Connection pooling (HTTP clients)
Client-side: maintain a pool of open connections to each backend. - New request → grab idle connection from pool → send request → return connection to pool. - Pool size: typically 10-50 connections per backend. - Idle connections are closed after timeout (avoids holding dead connections).
Example (Python httpx):
import httpx
# Pool is managed automatically; configure limits
client = httpx.Client(
limits=httpx.Limits(max_connections=100, max_keepalive_connections=20)
)
HTTP/2 multiplexing
HTTP/2 removes the need for multiple connections. One connection, many concurrent streams. - Each request is a stream with its own stream ID. - Reduces request queueing compared with HTTP/1.1. - Note: because HTTP/2 runs on TCP, packet loss can still affect multiple streams. - One connection to each backend is usually enough.
gRPC Connections
gRPC uses HTTP/2, so all of the above applies. Additional considerations:
Multiplexed streams
- Multiple RPCs share one TCP connection.
- Each RPC is an independent HTTP/2 stream.

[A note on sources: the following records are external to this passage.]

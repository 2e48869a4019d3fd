//! Database Connection and Setup
//!
//! Opens the embedded SQLite database and runs migrations.
//! Also describes the column layout of each table so rows can be
//! converted between JSON and SQL values.

use rusqlite::Connection;
use std::path::Path;

use crate::domain::{DomainError, DomainResult, Table};

/// How a column's JSON value is stored in SQLite
#[derive(Debug, Clone, Copy, PartialEq, Eq)]
pub(crate) enum ColumnKind {
    Text,
    Integer,
    /// Stored as 0/1
    Bool,
    /// Arbitrary JSON stored as text
    Json,
}

#[derive(Debug, Clone, Copy)]
pub(crate) struct Column {
    pub name: &'static str,
    pub kind: ColumnKind,
}

const fn col(name: &'static str, kind: ColumnKind) -> Column {
    Column { name, kind }
}

const BOARD_COLUMNS: &[Column] = &[
    col("id", ColumnKind::Text),
    col("title", ColumnKind::Text),
    col("user_id", ColumnKind::Text),
    col("favorite", ColumnKind::Bool),
    col("created_at", ColumnKind::Text),
];

const LIST_COLUMNS: &[Column] = &[
    col("id", ColumnKind::Text),
    col("title", ColumnKind::Text),
    col("board_id", ColumnKind::Text),
    col("position", ColumnKind::Integer),
];

const CARD_COLUMNS: &[Column] = &[
    col("id", ColumnKind::Text),
    col("title", ColumnKind::Text),
    col("list_id", ColumnKind::Text),
    col("position", ColumnKind::Integer),
    col("description", ColumnKind::Text),
    col("attachments", ColumnKind::Json),
];

const COMMENT_COLUMNS: &[Column] = &[
    col("id", ColumnKind::Text),
    col("card_id", ColumnKind::Text),
    col("user_id", ColumnKind::Text),
    col("text", ColumnKind::Text),
    col("created_at", ColumnKind::Text),
];

/// Columns of a table in select order
pub(crate) fn columns(table: Table) -> &'static [Column] {
    match table {
        Table::Boards => BOARD_COLUMNS,
        Table::Lists => LIST_COLUMNS,
        Table::Cards => CARD_COLUMNS,
        Table::Comments => COMMENT_COLUMNS,
    }
}

/// Look up a column, rejecting names outside the schema
pub(crate) fn column(table: Table, name: &str) -> DomainResult<Column> {
    columns(table)
        .iter()
        .copied()
        .find(|c| c.name == name)
        .ok_or_else(|| DomainError::InvalidInput(format!("Unknown column {}.{}", table, name)))
}

/// Open (or create) a database file and migrate it
pub fn init_db(db_path: &Path) -> DomainResult<Connection> {
    if let Some(parent) = db_path.parent() {
        if !parent.as_os_str().is_empty() {
            std::fs::create_dir_all(parent)
                .map_err(|e| DomainError::Internal(format!("Failed to create db dir: {}", e)))?;
        }
    }
    let conn = Connection::open(db_path)
        .map_err(|e| DomainError::Backend(format!("Failed to open db: {}", e)))?;
    run_migrations(&conn)?;
    Ok(conn)
}

/// Fresh in-memory database, used by tests and throwaway sessions
pub fn init_memory_db() -> DomainResult<Connection> {
    let conn = Connection::open_in_memory()
        .map_err(|e| DomainError::Backend(format!("Failed to open db: {}", e)))?;
    run_migrations(&conn)?;
    Ok(conn)
}

/// Check if a column exists in a table
fn column_exists(conn: &Connection, table: &str, column: &str) -> DomainResult<bool> {
    let mut stmt = conn
        .prepare(&format!("PRAGMA table_info({})", table))
        .map_err(|e| DomainError::Backend(e.to_string()))?;
    let names = stmt
        .query_map([], |row| row.get::<_, String>(1))
        .map_err(|e| DomainError::Backend(e.to_string()))?;
    for name in names {
        if name.map_err(|e| DomainError::Backend(e.to_string()))? == column {
            return Ok(true);
        }
    }
    Ok(false)
}

fn add_column_if_missing(conn: &Connection, table: &str, column: &str, ddl: &str) -> DomainResult<()> {
    if !column_exists(conn, table, column)? {
        conn.execute(&format!("ALTER TABLE {} ADD COLUMN {} {}", table, column, ddl), [])
            .map_err(|e| DomainError::Backend(format!("Failed to add {}.{}: {}", table, column, e)))?;
    }
    Ok(())
}

/// Run database migrations
fn run_migrations(conn: &Connection) -> DomainResult<()> {
    conn.execute_batch(
        "PRAGMA foreign_keys = ON;

        CREATE TABLE IF NOT EXISTS boards (
            id TEXT PRIMARY KEY,
            title TEXT NOT NULL,
            user_id TEXT NOT NULL,
            created_at TEXT NOT NULL
        );

        CREATE TABLE IF NOT EXISTS lists (
            id TEXT PRIMARY KEY,
            title TEXT NOT NULL,
            board_id TEXT NOT NULL REFERENCES boards(id) ON DELETE CASCADE,
            position INTEGER NOT NULL DEFAULT 0
        );

        CREATE TABLE IF NOT EXISTS cards (
            id TEXT PRIMARY KEY,
            title TEXT NOT NULL,
            list_id TEXT NOT NULL REFERENCES lists(id) ON DELETE CASCADE,
            position INTEGER NOT NULL DEFAULT 0
        );

        CREATE TABLE IF NOT EXISTS comments (
            id TEXT PRIMARY KEY,
            card_id TEXT NOT NULL REFERENCES cards(id) ON DELETE CASCADE,
            user_id TEXT NOT NULL,
            text TEXT NOT NULL,
            created_at TEXT NOT NULL
        );",
    )
    .map_err(|e| DomainError::Backend(format!("Migration failed: {}", e)))?;

    // Columns added after the first release
    add_column_if_missing(conn, "boards", "favorite", "INTEGER")?;
    add_column_if_missing(conn, "cards", "description", "TEXT")?;
    add_column_if_missing(conn, "cards", "attachments", "TEXT")?;

    conn.execute_batch(
        "CREATE INDEX IF NOT EXISTS idx_boards_user ON boards(user_id);
        CREATE INDEX IF NOT EXISTS idx_lists_board ON lists(board_id);
        CREATE INDEX IF NOT EXISTS idx_cards_list ON cards(list_id);
        CREATE INDEX IF NOT EXISTS idx_comments_card ON comments(card_id);",
    )
    .map_err(|e| DomainError::Backend(format!("Migration failed: {}", e)))?;

    Ok(())
}

#[cfg(test)]
mod tests {
    use super::*;

    #[test]
    fn test_migrations_are_idempotent() {
        let conn = init_memory_db().unwrap();
        run_migrations(&conn).expect("second run");
        assert!(column_exists(&conn, "boards", "favorite").unwrap());
        assert!(column_exists(&conn, "cards", "attachments").unwrap());
        assert!(!column_exists(&conn, "lists", "favorite").unwrap());
    }

    #[test]
    fn test_schema_matches_column_table() {
        let conn = init_memory_db().unwrap();
        for table in [Table::Boards, Table::Lists, Table::Cards, Table::Comments] {
            for c in columns(table) {
                assert!(column_exists(&conn, table.as_str(), c.name).unwrap(), "{}.{}", table, c.name);
            }
        }
    }

    #[test]
    fn test_unknown_column_rejected() {
        assert!(column(Table::Lists, "position").is_ok());
        assert!(matches!(column(Table::Lists, "drop table"), Err(DomainError::InvalidInput(_))));
    }

    #[test]
    fn test_file_db_created() {
        let dir = tempfile::tempdir().unwrap();
        let path = dir.path().join("nested").join("kanban.db");
        init_db(&path).unwrap();
        assert!(path.exists());
    }
}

- One connection can handle hundreds of concurrent RPCs.
Keepalive pings
gRPC adds application-level keepalive on top of HTTP/2: - Client sends PING frame every N seconds. - If no PONG received within timeout, connection is considered dead. - Prevents half-open connections from being held silently.
import grpc
channel = grpc.insecure_channel(
"localhost:50051",
options=[
("grpc.keepalive_time_ms", 30_000), # ping every 30s
("grpc.keepalive_timeout_ms", 5_000), # wait 5s for pong
("grpc.keepalive_permit_without_calls", 1), # ping even when idle
],
)
Flow control
HTTP/2 has per-stream and per-connection flow control windows. - Receiver announces how much data it can accept (window size). - Sender stops sending when window is full. Receiver advertises more when it processes data. - Default window: 65535 bytes. For high-throughput streaming, increase to 1-16 MB.
WebSocket Connections
Persistent connections
WebSocket connection lives as long as both sides want it to. - Low per-message overhead (no HTTP headers after handshake). - Server can push any time without client polling.
Reconnection strategies
Client must handle disconnects: 1. Detect disconnect (error event or close event). 2. Wait with exponential backoff: 1s → 2s → 4s → 8s (+ jitter). 3. Reconnect and restore subscription state.
Heartbeats (ping/pong)
WebSocket protocol defines ping/pong control frames. - Server sends ping every 30s. - Client responds with pong. - If no pong within 10s, server closes connection. - Prevents ghost connections (TCP appears open, but peer is gone).